Russia already violated it

Russia has already violated the 1972 Anti-Ballistic Missile (ABM) Treaty (limiting defenses) by deploying a defensive system to shoot down any attacking missiles. According to our CIA, Communist China is also building one to protect it from attacking missiles. But we don’t have any such defense; yet both Russia and Red China have public relations campaigns (including United Nations appeals) intended to keep America vulnerable to their ballistic missiles.

At present, both Russia (with 25,000 nuclear warheads deployed on ICBMs) and China (with 300 nuclear warheads deployed on 18 ICBMs, 13 of which are targeted on U.S. cities) amazingly can shoot down ours. We are defenseless against such a possible attack, so we could become blackmailed into surrender.

If the U.S. begins to deploy an anti-missile defensive system, Russia threatens that it would damage disarmament accords and spark a new nuclear arms race.

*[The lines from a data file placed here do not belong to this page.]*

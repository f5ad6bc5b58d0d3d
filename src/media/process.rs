use std::ffi::OsStr;
use std::path::{Path, PathBuf};
use std::process::Stdio;
use std::time::Duration;

use tokio::io::{AsyncRead, AsyncReadExt};
use tokio::process::Command;
use tracing::{debug, warn};

use crate::error::{Result, VoiceoverError};

/// Runs the external transcoding engine (FFmpeg) as a child process.
///
/// Arguments are handed to the OS as a discrete list, never through a shell.
#[derive(Debug, Clone)]
pub struct TranscodeRunner {
    program: PathBuf,
}

impl Default for TranscodeRunner {
    fn default() -> Self {
        Self::new("ffmpeg")
    }
}

impl TranscodeRunner {
    pub fn new(program: impl Into<PathBuf>) -> Self {
        Self {
            program: program.into(),
        }
    }

    pub fn program(&self) -> &Path {
        &self.program
    }

    fn spawn_error(&self, source: std::io::Error) -> VoiceoverError {
        VoiceoverError::EngineNotFound {
            program: self.program.display().to_string(),
            source,
        }
    }

    /// Check that the engine can be launched at all.
    pub async fn check(&self) -> Result<()> {
        let output = Command::new(&self.program)
            .arg("-version")
            .stdin(Stdio::null())
            .output()
            .await
            .map_err(|e| self.spawn_error(e))?;

        if !output.status.success() {
            return Err(VoiceoverError::TranscodeFailed {
                code: output.status.code().unwrap_or(-1),
                stderr: String::from_utf8_lossy(&output.stderr).into_owned(),
            });
        }

        debug!("{} is available", self.program.display());
        Ok(())
    }

    /// Run the engine to completion.
    ///
    /// Stderr is drained while the process runs and returned in the error on a
    /// non-zero exit. With a `timeout`, the child is killed once it elapses.
    pub async fn run<I, S>(&self, args: I, timeout: Option<Duration>) -> Result<()>
    where
        I: IntoIterator<Item = S>,
        S: AsRef<OsStr>,
    {
        let mut command = Command::new(&self.program);
        command
            .args(args)
            .stdin(Stdio::null())
            .stdout(Stdio::null())
            .stderr(Stdio::piped())
            .kill_on_drop(true);

        debug!("Running {:?}", command.as_std());

        let mut child = command.spawn().map_err(|e| self.spawn_error(e))?;

        let stderr = tokio::spawn(drain(child.stderr.take()));

        let status = match timeout {
            Some(limit) => match tokio::time::timeout(limit, child.wait()).await {
                Ok(status) => status,
                Err(_) => {
                    warn!(
                        "{} exceeded {:?}, terminating",
                        self.program.display(),
                        limit
                    );
                    if let Err(e) = child.kill().await {
                        warn!("Failed to kill {}: {e}", self.program.display());
                    }
                    return Err(VoiceoverError::TranscodeTimeout(limit));
                }
            },
            None => child.wait().await,
        };
        let stderr_text = stderr.await.unwrap_or_default();

        let status = status?;
        if status.success() {
            return Ok(());
        }

        Err(VoiceoverError::TranscodeFailed {
            code: status.code().unwrap_or(-1),
            stderr: stderr_text,
        })
    }
}

/// Accumulate a diagnostic stream into one string as it arrives.
async fn drain<R>(stream: Option<R>) -> String
where
    R: AsyncRead + Unpin,
{
    let Some(mut stream) = stream else {
        return String::new();
    };

    let mut collected = Vec::new();
    let mut buf = [0u8; 4096];
    loop {
        match stream.read(&mut buf).await {
            Ok(0) => break,
            Ok(n) => collected.extend_from_slice(&buf[..n]),
            Err(e) => {
                warn!("Stopped reading engine diagnostics: {e}");
                break;
            }
        }
    }

    String::from_utf8_lossy(&collected).into_owned()
}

China’s Foreign Ministry spokesman, Sun Yuxi, announced last year that if we decided to defend ourselves against missiles carrying nuclear, biological or chemical warheads, it would somehow upset the strategic balance. Sure, such a balance keeps us an easy defenseless target for incineration. Actually, active strategic ICBM defenses are no more destabilizing than aircraft defenses, strategic anti-submarine warfare or retaliatory destroying of enemy ICBMs while still in their silos.

Some American liberals worry that our deployment of such a defensive system will antagonize the Russians to stop their build-down of nuclear missiles and encourage China to boost production of theirs. These congressional doves for decades have locked up all appropriations toward building a missile defense. However, common sense says that our proposed American defensive ABM system is envisioned to shoot down the kind of ICBMs that Russia, China, North Korea, Syria, Iraq, Iran, and/or Libya could launch!

Both Russia and China have very good reasons for keeping us defenseless to their ICBMs. They don’t want to see their nuclear arsenals become obsolete. A U.S. ABM defense would make their ICBMs impotent; so although their threats of a nuclear arms race sound dangerous, our development of sea-based and space-based missile defenses would neutralize them.